Post n°225 pubblicato il 14 Aprile 2008 da Kaos_101
 

                        Marta dei colori

Ma la vita dona e la vita toglie. Così una sera d’estate, Marta fu svegliata dal crepitio delle fiamme che stavano divorando la sua casa.
“Il nonno, devo aiutare il nonno!”
Si precipitò nella sua stanza e amorevolmente lo sorresse e lo accompagnò fuori dal rogo.
Il destino volle che proprio, mentre varcava la porta di casa, lo stipite cedesse colpendola violentemente alla nuca e lasciandola priva di sensi riversa sull’aia.
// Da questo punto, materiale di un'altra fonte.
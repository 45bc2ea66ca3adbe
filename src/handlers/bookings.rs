use std::sync::Arc;

use axum::extract::{Query, State};
use axum::http::{HeaderMap, StatusCode};
use axum::Json;
use serde::Deserialize;
use serde_json::{json, Value};

use crate::auth;
use crate::errors::AppError;
use crate::models::{Booking, BookingStatus, BookingWithUser};
use crate::services::bookings::{self, CreateBooking};
use crate::services::notify::StatusChangeEvent;
use crate::services::scope::{self, PropertyScope};
use crate::state::AppState;

const TS_FMT: &str = "%Y-%m-%d %H:%M:%S";

fn booking_json(b: &Booking) -> Value {
    json!({
        "booking_id": b.booking_id,
        "user_id": b.user_id,
        "property_id": b.property_id,
        "booking_date": b.booking_date.format("%Y-%m-%d").to_string(),
        "shift_type": b.shift_type.as_str(),
        "total_cost": b.total_cost,
        "booking_source": b.booking_source.as_str(),
        "status": b.status.as_str(),
        "payment_screenshot_url": b.payment_screenshot_url,
        "booked_at": b.booked_at.format(TS_FMT).to_string(),
        "created_at": b.created_at.format(TS_FMT).to_string(),
        "updated_at": b.updated_at.format(TS_FMT).to_string(),
    })
}

fn booking_with_user_json(bu: &BookingWithUser) -> Value {
    let mut v = booking_json(&bu.booking);
    v["user_name"] = json!(bu.user_name);
    v["user_phone_number"] = json!(bu.user_phone_number);
    v["user_cnic"] = json!(bu.user_cnic);
    v["user_email"] = json!(bu.user_email);
    v
}

#[derive(Deserialize)]
pub struct ScopeQuery {
    pub property_id: Option<String>,
}

// POST /api/bookings/create
#[derive(Deserialize)]
pub struct CreateBookingRequest {
    pub cnic: Option<String>,
    pub phone_no: Option<String>,
    pub name: Option<String>,
    pub booking_date: Option<String>,
    pub shift_type: Option<String>,
    pub booking_source: Option<String>,
    pub property_id: Option<String>,
}

pub async fn create_booking(
    State(state): State<Arc<AppState>>,
    headers: HeaderMap,
    Query(query): Query<ScopeQuery>,
    Json(body): Json<CreateBookingRequest>,
) -> Result<(StatusCode, Json<Value>), AppError> {
    let subject = auth::bearer_subject(&headers, &state.config.jwt_secret)?;

    let mut db = state.db.lock().unwrap();

    let explicit = query.property_id.as_deref().or(body.property_id.as_deref());
    let property_id = match scope::resolve_property_scope(&db, &subject, explicit)? {
        PropertyScope::Exact(id) => id,
        PropertyScope::OwnerAll(_) => {
            return Err(AppError::Validation(
                "Property ID is required for creating bookings".to_string(),
            ))
        }
    };

    let missing = |v: &Option<String>| v.as_deref().map(str::trim).unwrap_or("").is_empty();
    if missing(&body.cnic)
        || missing(&body.phone_no)
        || missing(&body.name)
        || missing(&body.booking_date)
        || missing(&body.shift_type)
    {
        return Err(AppError::Validation(
            "Missing required fields: cnic, phone_no, name, property_id, booking_date, shift_type, booking_source"
                .to_string(),
        ));
    }

    let req = CreateBooking {
        cnic: body.cnic.unwrap_or_default(),
        phone_no: body.phone_no.unwrap_or_default(),
        name: body.name.unwrap_or_default(),
        booking_date: body.booking_date.unwrap_or_default(),
        shift_type: body.shift_type.unwrap_or_default(),
        booking_source: body.booking_source,
    };

    let created = bookings::create_booking(&mut db, &property_id, &req)?;

    Ok((
        StatusCode::CREATED,
        Json(json!({
            "message": "Booking created successfully",
            "booking": {
                "booking_id": created.booking.booking_id,
                "user_id": created.booking.user_id,
                "user_cnic": created.user_cnic,
                "user_phone_no": created.user_phone_number,
                "user_name": created.user_name,
                "property_id": created.booking.property_id,
                "booking_date": created.booking.booking_date.format("%Y-%m-%d").to_string(),
                "shift_type": created.booking.shift_type.as_str(),
                "total_cost": created.booking.total_cost,
                "booking_source": created.booking.booking_source.as_str(),
                "status": created.booking.status.as_str(),
                "booked_at": created.booking.booked_at.format(TS_FMT).to_string(),
                "created_at": created.booking.created_at.format(TS_FMT).to_string(),
                "updated_at": created.booking.updated_at.format(TS_FMT).to_string(),
            },
        })),
    ))
}

// GET /api/bookings/
pub async fn list_bookings(
    State(state): State<Arc<AppState>>,
    headers: HeaderMap,
    Query(query): Query<ScopeQuery>,
) -> Result<Json<Value>, AppError> {
    let subject = auth::bearer_subject(&headers, &state.config.jwt_secret)?;

    let db = state.db.lock().unwrap();

    let scope = scope::resolve_property_scope(&db, &subject, query.property_id.as_deref())?;
    let property_ids = scope::scope_property_ids(&db, &scope)?;

    if property_ids.is_empty() {
        return Ok(Json(json!({
            "message": "No bookings found",
            "bookings": [],
        })));
    }

    let listed = bookings::list_bookings(&db, &property_ids)?;

    Ok(Json(json!({
        "message": "Bookings retrieved successfully",
        "bookings": listed.iter().map(booking_with_user_json).collect::<Vec<_>>(),
    })))
}

// POST /api/bookings/confirm and /api/bookings/cancel
#[derive(Deserialize)]
pub struct TransitionRequest {
    pub booking_id: Option<String>,
    pub property_id: Option<String>,
}

async fn transition(
    state: Arc<AppState>,
    headers: HeaderMap,
    body: TransitionRequest,
    target: BookingStatus,
) -> Result<Json<Value>, AppError> {
    let subject = auth::bearer_subject(&headers, &state.config.jwt_secret)?;

    let booking_id = body
        .booking_id
        .as_deref()
        .filter(|s| !s.is_empty())
        .ok_or_else(|| {
            AppError::Validation("Missing required field: booking_id".to_string())
        })?;

    let mut db = state.db.lock().unwrap();

    let scope = scope::resolve_property_scope(&db, &subject, body.property_id.as_deref())?;
    let property_ids = scope::scope_property_ids(&db, &scope)?;

    let booking = bookings::transition_booking(&mut db, &property_ids, booking_id, target)?;

    Ok(Json(json!({
        "message": format!("Booking {} successfully", target.as_str().to_lowercase()),
        "booking": booking_json(&booking),
    })))
}

pub async fn confirm_booking(
    State(state): State<Arc<AppState>>,
    headers: HeaderMap,
    Json(body): Json<TransitionRequest>,
) -> Result<Json<Value>, AppError> {
    transition(state, headers, body, BookingStatus::Confirmed).await
}

pub async fn cancel_booking(
    State(state): State<Arc<AppState>>,
    headers: HeaderMap,
    Json(body): Json<TransitionRequest>,
) -> Result<Json<Value>, AppError> {
    transition(state, headers, body, BookingStatus::Cancelled).await
}

// POST /api/bookings/complete
#[derive(Deserialize, Default)]
pub struct CompleteRequest {
    pub property_id: Option<String>,
}

pub async fn complete_bookings(
    State(state): State<Arc<AppState>>,
    headers: HeaderMap,
    Query(query): Query<ScopeQuery>,
    body: Option<Json<CompleteRequest>>,
) -> Result<Json<Value>, AppError> {
    let subject = auth::bearer_subject(&headers, &state.config.jwt_secret)?;
    let body = body.map(|Json(b)| b).unwrap_or_default();

    let mut db = state.db.lock().unwrap();

    let explicit = query.property_id.as_deref().or(body.property_id.as_deref());
    let scope = scope::resolve_property_scope(&db, &subject, explicit)?;
    let property_ids = scope::scope_property_ids(&db, &scope)?;

    if property_ids.is_empty() {
        return Ok(Json(json!({
            "message": "No properties found for this owner",
            "completedCount": 0,
        })));
    }

    let completed = bookings::complete_past_bookings(&mut db, &property_ids)?;

    if completed.is_empty() {
        return Ok(Json(json!({
            "message": "No eligible bookings found to mark as completed",
            "bookings": [],
        })));
    }

    Ok(Json(json!({
        "message": format!("Successfully marked {} booking(s) as completed", completed.len()),
        "bookings": completed.iter().map(booking_json).collect::<Vec<_>>(),
    })))
}

// POST /api/bookings/update-status and /api/bookings/update-status-local
#[derive(Deserialize)]
pub struct UpdateStatusRequest {
    pub booking_id: Option<String>,
    pub status: Option<String>,
    #[serde(default)]
    pub force: bool,
    pub property_id: Option<String>,
}

async fn update_status_inner(
    state: Arc<AppState>,
    headers: HeaderMap,
    body: UpdateStatusRequest,
    notify: bool,
) -> Result<Json<Value>, AppError> {
    let subject = auth::bearer_subject(&headers, &state.config.jwt_secret)?;

    let (booking_id, status_str) = match (body.booking_id.as_deref(), body.status.as_deref()) {
        (Some(b), Some(s)) if !b.is_empty() && !s.is_empty() => (b, s),
        _ => {
            return Err(AppError::Validation(
                "Missing required fields: booking_id, status".to_string(),
            ))
        }
    };

    let status = BookingStatus::parse(status_str).ok_or_else(|| {
        AppError::Validation(
            "Invalid status. Must be one of: Pending, Confirmed, Cancelled, Completed".to_string(),
        )
    })?;

    let updated = {
        let mut db = state.db.lock().unwrap();
        let scope = scope::resolve_property_scope(&db, &subject, body.property_id.as_deref())?;
        let property_ids = scope::scope_property_ids(&db, &scope)?;
        bookings::update_booking_status(&mut db, &property_ids, booking_id, status, body.force)?
    };

    // Post-commit and best effort; the local variant skips it entirely.
    if notify {
        let _ = state.notify_tx.send(StatusChangeEvent {
            booking_id: updated.booking.booking_id.clone(),
            user_id: updated.booking.user_id.clone(),
            status,
        });
    }

    Ok(Json(json!({
        "message": format!("Booking status updated to {} successfully", status.as_str()),
        "booking": booking_with_user_json(&updated),
    })))
}

pub async fn update_status(
    State(state): State<Arc<AppState>>,
    headers: HeaderMap,
    Json(body): Json<UpdateStatusRequest>,
) -> Result<Json<Value>, AppError> {
    update_status_inner(state, headers, body, true).await
}

pub async fn update_status_local(
    State(state): State<Arc<AppState>>,
    headers: HeaderMap,
    Json(body): Json<UpdateStatusRequest>,
) -> Result<Json<Value>, AppError> {
    update_status_inner(state, headers, body, false).await
}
Si risvegliò nel buio assoluto, strani rumori e ancor più strani odori attraversavano quell’oscurità e le davano la percezione di un mondo sconosciuto attorno a lei.
Chiamò il nonno senza ricevere risposta urlò  fino a che una voce gentile e una mano delicata la calmarono un poco.
Era in ospedale, il colpo era stato violentissimo e, a detta dei medici, era già sorprendente che lei fosse ancora viva. Però, c’era un però, il suo cervello aveva subito dei danni la cui entità e portata al momento non erano ancora prevedibili.
Marta chiese immediatamente del nonno.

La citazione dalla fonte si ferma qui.